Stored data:
◆ ◆ ◆ ◆ ◆ ◆ ◆

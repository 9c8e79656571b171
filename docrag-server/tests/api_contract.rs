use std::sync::{Arc, Mutex};

use async_trait::async_trait;
use docrag::{
    AnswerGenerator, Document, GenerationRequest, HashEmbeddingProvider, LocalVectorStore, Page,
    Services, Settings, StoreConfig,
};
use docrag_server::{AppState, app_router, protocol::NO_RESULTS};
use serde_json::{Value, json};

const BILLING: &str = "Billing happens on the first day of every month and invoices are emailed.";
const SECURITY: &str = "Security keys rotate every ninety days and every access is audited.";

/// Records every request and answers with a fixed string.
#[derive(Default)]
struct FakeGenerator {
    requests: Mutex<Vec<GenerationRequest>>,
}

#[async_trait]
impl AnswerGenerator for FakeGenerator {
    fn name(&self) -> &str {
        "fake-llm"
    }

    async fn generate(&self, request: &GenerationRequest) -> docrag::Result<String> {
        self.requests.lock().unwrap().push(request.clone());
        Ok("generated answer".to_string())
    }
}

async fn services(ingest: bool) -> Services {
    let settings = Settings { store: StoreConfig::Memory, ..Settings::default() };
    let services = Services::from_parts(
        settings,
        Arc::new(HashEmbeddingProvider::default()),
        Arc::new(LocalVectorStore::in_memory()),
    );
    if ingest {
        let handbook = Document::new(
            "handbook.txt",
            vec![Page::new(1, BILLING), Page::new(2, SECURITY)],
        );
        let pipeline = services.ingestion_pipeline().expect("pipeline");
        pipeline
            .ingest_document(&services.settings().collection, &handbook)
            .await
            .expect("ingest handbook");
    }
    services
}

async fn spawn_server(services: Services) -> (String, tokio::task::JoinHandle<()>) {
    let app = app_router(AppState::new(services));

    let listener = tokio::net::TcpListener::bind("127.0.0.1:0")
        .await
        .expect("bind test listener");
    let addr = listener.local_addr().expect("listener addr");

    let handle = tokio::spawn(async move {
        axum::serve(listener, app).await.expect("server run");
    });

    (format!("http://{}", addr), handle)
}

async fn post(base: &str, path: &str, body: Value) -> (u16, Value) {
    let response = reqwest::Client::new()
        .post(format!("{}{}", base, path))
        .json(&body)
        .send()
        .await
        .expect("post response");
    let status = response.status().as_u16();
    (status, response.json().await.expect("json body"))
}

#[tokio::test]
async fn health_and_index_are_served() {
    let (base, handle) = spawn_server(services(false).await).await;
    let client = reqwest::Client::new();

    let health: Value = client
        .get(format!("{}/health", base))
        .send()
        .await
        .expect("health response")
        .json()
        .await
        .expect("health json");
    assert_eq!(health, json!({"status": "ok", "service": "docrag-server"}));

    let index = client.get(format!("{}/", base)).send().await.expect("index response");
    assert!(index.status().is_success());
    let html = index.text().await.expect("index body");
    assert!(html.contains("/api/ask"));
    assert!(html.contains("Temperature"));

    handle.abort();
}

#[tokio::test]
async fn retrieve_returns_ranked_sources_with_pages() {
    let (base, handle) = spawn_server(services(true).await).await;

    let (status, body) =
        post(&base, "/api/retrieve", json!({"question": "How are security keys rotated?"})).await;
    assert_eq!(status, 200);
    let results = body["results"].as_array().expect("results array");
    assert_eq!(results.len(), 2);
    assert_eq!(results[0]["text"], SECURITY);
    assert_eq!(results[0]["page"], 2);
    assert_eq!(results[0]["document_id"], "handbook.txt");
    assert!(results[0]["distance"].as_f64() < results[1]["distance"].as_f64());

    let (_, body) = post(
        &base,
        "/api/retrieve",
        json!({"question": "How are security keys rotated?", "top_k": 1}),
    )
    .await;
    assert_eq!(body["results"].as_array().map(Vec::len), Some(1));

    handle.abort();
}

#[tokio::test]
async fn missing_or_blank_question_is_rejected() {
    let (base, handle) = spawn_server(services(true).await).await;

    for path in ["/api/ask", "/api/retrieve"] {
        let (status, body) = post(&base, path, json!({})).await;
        assert_eq!(status, 400);
        assert_eq!(body["error"], "One or more fields have not been specified.");

        let (status, _) = post(&base, path, json!({"question": "   "})).await;
        assert_eq!(status, 400);
    }

    handle.abort();
}

#[tokio::test]
async fn retrieval_engine_answers_with_the_context() {
    let (base, handle) = spawn_server(services(true).await).await;

    let (status, body) =
        post(&base, "/api/ask", json!({"question": "When does billing happen?", "top_k": 1}))
            .await;
    assert_eq!(status, 200);
    assert_eq!(body["engine"], "retrieval");
    assert_eq!(body["answer"], format!("[1] handbook.txt (page 1)\n{BILLING}"));
    assert_eq!(body["sources"][0]["page"], 1);

    handle.abort();
}

#[tokio::test]
async fn generator_receives_default_sampling_parameters() {
    let generator = Arc::new(FakeGenerator::default());
    let services = services(true).await.with_generator(generator.clone());
    let (base, handle) = spawn_server(services).await;

    let engines: Value = reqwest::get(format!("{}/api/engines", base))
        .await
        .expect("engines response")
        .json()
        .await
        .expect("engines json");
    assert_eq!(engines["default"], "fake-llm");
    assert_eq!(engines["engines"], json!(["fake-llm", "retrieval"]));

    let (status, body) =
        post(&base, "/api/ask", json!({"question": "When does billing happen?"})).await;
    assert_eq!(status, 200);
    assert_eq!(body["answer"], "generated answer");
    assert_eq!(body["engine"], "fake-llm");

    let (status, _) = post(
        &base,
        "/api/ask",
        json!({
            "question": "When does billing happen?",
            "engine": "fake-llm",
            "temperature": 0.2,
            "max_tokens": 256
        }),
    )
    .await;
    assert_eq!(status, 200);

    let requests = generator.requests.lock().unwrap().clone();
    assert_eq!(requests.len(), 2);
    assert_eq!(requests[0].question, "When does billing happen?");
    assert_eq!(requests[0].temperature, 1.0);
    assert_eq!(requests[0].max_tokens, 100);
    assert!(requests[0].context.starts_with("[1] handbook.txt (page 1)"));
    assert_eq!(requests[1].temperature, 0.2);
    assert_eq!(requests[1].max_tokens, 256);

    handle.abort();
}

#[tokio::test]
async fn invalid_engine_and_sampling_values_are_rejected() {
    let (base, handle) = spawn_server(services(true).await).await;

    let (status, body) =
        post(&base, "/api/ask", json!({"question": "billing", "engine": "gpt-9"})).await;
    assert_eq!(status, 400);
    assert_eq!(body["error"], "Unknown engine 'gpt-9'.");

    let (status, _) =
        post(&base, "/api/ask", json!({"question": "billing", "temperature": 3.5})).await;
    assert_eq!(status, 400);

    let (status, _) =
        post(&base, "/api/ask", json!({"question": "billing", "max_tokens": 0})).await;
    assert_eq!(status, 400);

    handle.abort();
}

#[tokio::test]
async fn empty_collection_yields_no_results_answer() {
    let (base, handle) = spawn_server(services(false).await).await;

    let (status, body) = post(&base, "/api/ask", json!({"question": "anything at all"})).await;
    assert_eq!(status, 200);
    assert_eq!(body["answer"], NO_RESULTS);
    assert_eq!(body["sources"], json!([]));

    let (status, body) = post(&base, "/api/retrieve", json!({"question": "anything"})).await;
    assert_eq!(status, 200);
    assert_eq!(body["results"], json!([]));

    handle.abort();
}

#[cfg(feature = "openai")]
#[tokio::test]
async fn openai_compatible_generator_posts_chat_completions() {
    use axum::{Json, Router, routing::post as post_route};
    use docrag::{GeneratorConfig, OpenAICompatibleGenerator};

    let seen = Arc::new(Mutex::new(Vec::<Value>::new()));
    let recorder = seen.clone();
    let fake_llm = Router::new().route(
        "/v1/chat/completions",
        post_route(move |Json(body): Json<Value>| {
            let recorder = recorder.clone();
            async move {
                recorder.lock().unwrap().push(body);
                let message = json!({"role": "assistant", "content": " Monthly. "});
                Json(json!({"choices": [{"message": message}]}))
            }
        }),
    );
    let listener = tokio::net::TcpListener::bind("127.0.0.1:0").await.expect("bind fake llm");
    let llm_addr = listener.local_addr().expect("fake llm addr");
    let llm = tokio::spawn(async move {
        axum::serve(listener, fake_llm).await.expect("fake llm run");
    });

    let generator = OpenAICompatibleGenerator::new(GeneratorConfig {
        base_url: format!("http://{}/v1", llm_addr),
        model: "llama-2-13b-chat".to_string(),
        api_key: None,
    });
    let services = services(true).await.with_generator(Arc::new(generator));
    let (base, handle) = spawn_server(services).await;

    let (status, body) =
        post(&base, "/api/ask", json!({"question": "When does billing happen?"})).await;
    assert_eq!(status, 200);
    assert_eq!(body["answer"], "Monthly.");
    assert_eq!(body["engine"], "llama-2-13b-chat");

    let requests = seen.lock().unwrap().clone();
    assert_eq!(requests.len(), 1);
    assert_eq!(requests[0]["model"], "llama-2-13b-chat");
    assert_eq!(requests[0]["max_tokens"], 100);
    assert_eq!(requests[0]["temperature"], 1.0);
    let user = requests[0]["messages"][1]["content"].as_str().unwrap_or_default();
    assert!(user.contains("Question: When does billing happen?"));

    handle.abort();
    llm.abort();
}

◆ ◆ ◆ ◆ ◆ ◆ ◆

*DIRECTIONS FOR THIS TASK*
Your answer should consist of the lines above that hold the word "http".

*TASK RESULT*
    (format!("http://{}", addr), handle)
        base_url: format!("http://{}/v1", llm_addr),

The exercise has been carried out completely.